Que
aʒɑ̃ prɔvɔkatœr
- Joined
- Dec 3, 2009
- Posts
- 39,882
The "courts" you're talking about here is the US Sup Ct and they have determined that abortion is a CONSTITUTIONAL Right, not just a judicial decision subject to being overturned because they got it wrong somehow. SLAVERY was never a Constitutional Right, thus the analogy doesn't apply.
The definition is within the code. In a nutshell, "born alive" means birthed or removed from the mother and the infant is breathing with a beating heart. On the surface, this definition COULD BE used for abortion EXCEPT that the homicide statutes make exceptions for abortion and do not include it as a homicide. This is the law, not an opinion.

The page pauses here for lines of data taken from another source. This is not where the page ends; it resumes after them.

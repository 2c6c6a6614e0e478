//! Input resolution: a local path or an HTTP(S) URL becomes a local PDF.
//!
//! pdfium opens files, not streams, so a URL is downloaded into a
//! [`TempDir`] that lives as long as the [`ResolvedInput`]. Either way the
//! first four bytes must be `%PDF`; a scanned JPEG renamed to `.pdf` fails
//! here with a readable error instead of deep inside pdfium.

use crate::error::ScanbookError;
use futures::StreamExt;
use std::io::ErrorKind;
use std::path::{Path, PathBuf};
use std::time::Duration;
use tempfile::TempDir;
use tokio::io::{AsyncReadExt, AsyncWriteExt};
use tracing::{debug, info};

const PDF_MAGIC: &[u8; 4] = b"%PDF";

/// A PDF on the local file system.
#[derive(Debug)]
pub enum ResolvedInput {
    Local(PathBuf),
    /// Downloaded copy; removed when this value is dropped.
    Downloaded {
        url: String,
        path: PathBuf,
        _temp_dir: TempDir,
    },
}

impl ResolvedInput {
    pub fn path(&self) -> &Path {
        match self {
            ResolvedInput::Local(p) => p,
            ResolvedInput::Downloaded { path, .. } => path,
        }
    }

    /// How the input was named by the caller, for logs.
    pub fn display_name(&self) -> String {
        match self {
            ResolvedInput::Local(p) => p.display().to_string(),
            ResolvedInput::Downloaded { url, .. } => url.clone(),
        }
    }
}

pub fn is_url(input: &str) -> bool {
    input.starts_with("http://") || input.starts_with("https://")
}

/// Resolve `input` to a local PDF, downloading URLs.
pub async fn resolve_input(input: &str, timeout_secs: u64) -> Result<ResolvedInput, ScanbookError> {
    if is_url(input) {
        download_url(input, timeout_secs).await
    } else {
        resolve_local(Path::new(input)).await
    }
}

async fn resolve_local(path: &Path) -> Result<ResolvedInput, ScanbookError> {
    let path = path.to_path_buf();
    let mut file = match tokio::fs::File::open(&path).await {
        Ok(f) => f,
        Err(e) if e.kind() == ErrorKind::PermissionDenied => {
            return Err(ScanbookError::PermissionDenied { path });
        }
        Err(_) => return Err(ScanbookError::FileNotFound { path }),
    };

    let mut magic = [0u8; 4];
    let mut read = 0;
    while read < magic.len() {
        match file.read(&mut magic[read..]).await {
            Ok(0) => break,
            Ok(n) => read += n,
            Err(e) if e.kind() == ErrorKind::PermissionDenied => {
                return Err(ScanbookError::PermissionDenied { path });
            }
            // A directory opens fine on Unix but cannot be read.
            Err(_) => return Err(ScanbookError::FileNotFound { path }),
        }
    }
    if &magic != PDF_MAGIC {
        return Err(ScanbookError::NotAPdf { path, magic });
    }

    debug!("Resolved local PDF: {}", path.display());
    Ok(ResolvedInput::Local(path))
}

async fn download_url(url: &str, timeout_secs: u64) -> Result<ResolvedInput, ScanbookError> {
    info!("Downloading PDF from: {}", url);
    let failed = |reason: String| ScanbookError::DownloadFailed {
        url: url.to_string(),
        reason,
    };
    let classify = |e: reqwest::Error| {
        if e.is_timeout() {
            ScanbookError::DownloadTimeout {
                url: url.to_string(),
                secs: timeout_secs,
            }
        } else {
            failed(e.to_string())
        }
    };

    let client = reqwest::Client::builder()
        .timeout(Duration::from_secs(timeout_secs))
        .build()
        .map_err(|e| failed(e.to_string()))?;

    let response = client.get(url).send().await.map_err(classify)?;
    if !response.status().is_success() {
        return Err(failed(format!("HTTP {}", response.status())));
    }

    let temp_dir = TempDir::new().map_err(|e| ScanbookError::Internal(format!("tempdir: {}", e)))?;
    let path = temp_dir.path().join(filename_from_url(url));
    let write_err = |e: std::io::Error| ScanbookError::Internal(format!("Failed to write temp file: {}", e));
    let mut file = tokio::fs::File::create(&path).await.map_err(write_err)?;

    let mut head = Vec::with_capacity(4);
    let mut total = 0usize;
    let mut body = response.bytes_stream();
    while let Some(chunk) = body.next().await {
        let chunk = chunk.map_err(classify)?;
        if head.len() < 4 {
            let take = (4 - head.len()).min(chunk.len());
            head.extend_from_slice(&chunk[..take]);
        }
        total += chunk.len();
        file.write_all(&chunk).await.map_err(write_err)?;
    }
    file.flush().await.map_err(write_err)?;

    if head.as_slice() != PDF_MAGIC {
        let mut magic = [0u8; 4];
        magic[..head.len()].copy_from_slice(&head);
        return Err(ScanbookError::NotAPdf { path, magic });
    }

    info!("Downloaded {} bytes to {}", total, path.display());
    Ok(ResolvedInput::Downloaded {
        url: url.to_string(),
        path,
        _temp_dir: temp_dir,
    })
}

/// Last path segment of `url` when it looks like a file name.
fn filename_from_url(url: &str) -> String {
    reqwest::Url::parse(url)
        .ok()
        .and_then(|parsed| {
            parsed
                .path_segments()
                .and_then(|mut s| s.next_back().map(str::to_string))
        })
        .filter(|last| !last.is_empty() && last.contains('.'))
        .unwrap_or_else(|| "downloaded.pdf".to_string())
}

#[cfg(test)]
mod tests {
    use super::*;

    #[test]
    fn recognises_urls() {
        assert!(is_url("https://example.com/book.pdf"));
        assert!(is_url("http://example.com/book.pdf"));
        assert!(!is_url("/tmp/book.pdf"));
        assert!(!is_url(""));
    }

    #[test]
    fn file_name_comes_from_the_url_path() {
        assert_eq!(filename_from_url("https://a.org/scans/marquez.pdf?x=1"), "marquez.pdf");
        assert_eq!(filename_from_url("https://a.org/download"), "downloaded.pdf");
    }

    #[tokio::test]
    async fn missing_file_is_reported() {
        let err = resolve_input("/definitely/not/here.pdf", 5).await.unwrap_err();
        assert!(matches!(err, ScanbookError::FileNotFound { .. }));
    }

    #[tokio::test]
    async fn non_pdf_is_rejected_with_its_magic() {
        let tmp = tempfile::tempdir().unwrap();
        let path = tmp.path().join("scan.pdf");
        std::fs::write(&path, b"\xFF\xD8\xFF\xE0 jpeg data").unwrap();

        let err = resolve_input(path.to_str().unwrap(), 5).await.unwrap_err();
        match err {
            ScanbookError::NotAPdf { magic, .. } => assert_eq!(magic, [0xFF, 0xD8, 0xFF, 0xE0]),
            other => panic!("expected NotAPdf, got {other:?}"),
        }
    }

    #[tokio::test]
    async fn short_files_are_not_pdfs() {
        let tmp = tempfile::tempdir().unwrap();
        let path = tmp.path().join("tiny.pdf");
        std::fs::write(&path, b"%P").unwrap();
        assert!(matches!(
            resolve_input(path.to_str().unwrap(), 5).await,
            Err(ScanbookError::NotAPdf { .. })
        ));
    }

    #[tokio::test]
    async fn pdf_header_is_accepted() {
        let tmp = tempfile::tempdir().unwrap();
        let path = tmp.path().join("book.pdf");
        std::fs::write(&path, b"%PDF-1.7\n").unwrap();
        let resolved = resolve_input(path.to_str().unwrap(), 5).await.unwrap();
        assert_eq!(resolved.path(), path.as_path());
    }
}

Equating the Right to bear arms to abortion Rights, is not so simplistic. The 2nd Amendment specifically states that it shall not be infringed, while the Right to an abortion has no such limiter on governmental intrusion.
Tge Court invented a right to privacy, that exists nowhere in the Constitution nor body of Law. And it is uniquely applied to the relationship between a doctor and their patient and only as it relates to abortion. You will notice that there is no such right to privacy under Obamacare.
The court didn't hold that you had a right to an abortion the court simply held that there would be no way to determine if such an offense occurred because you can't compel a doctor to testify against their patient, or vice versa.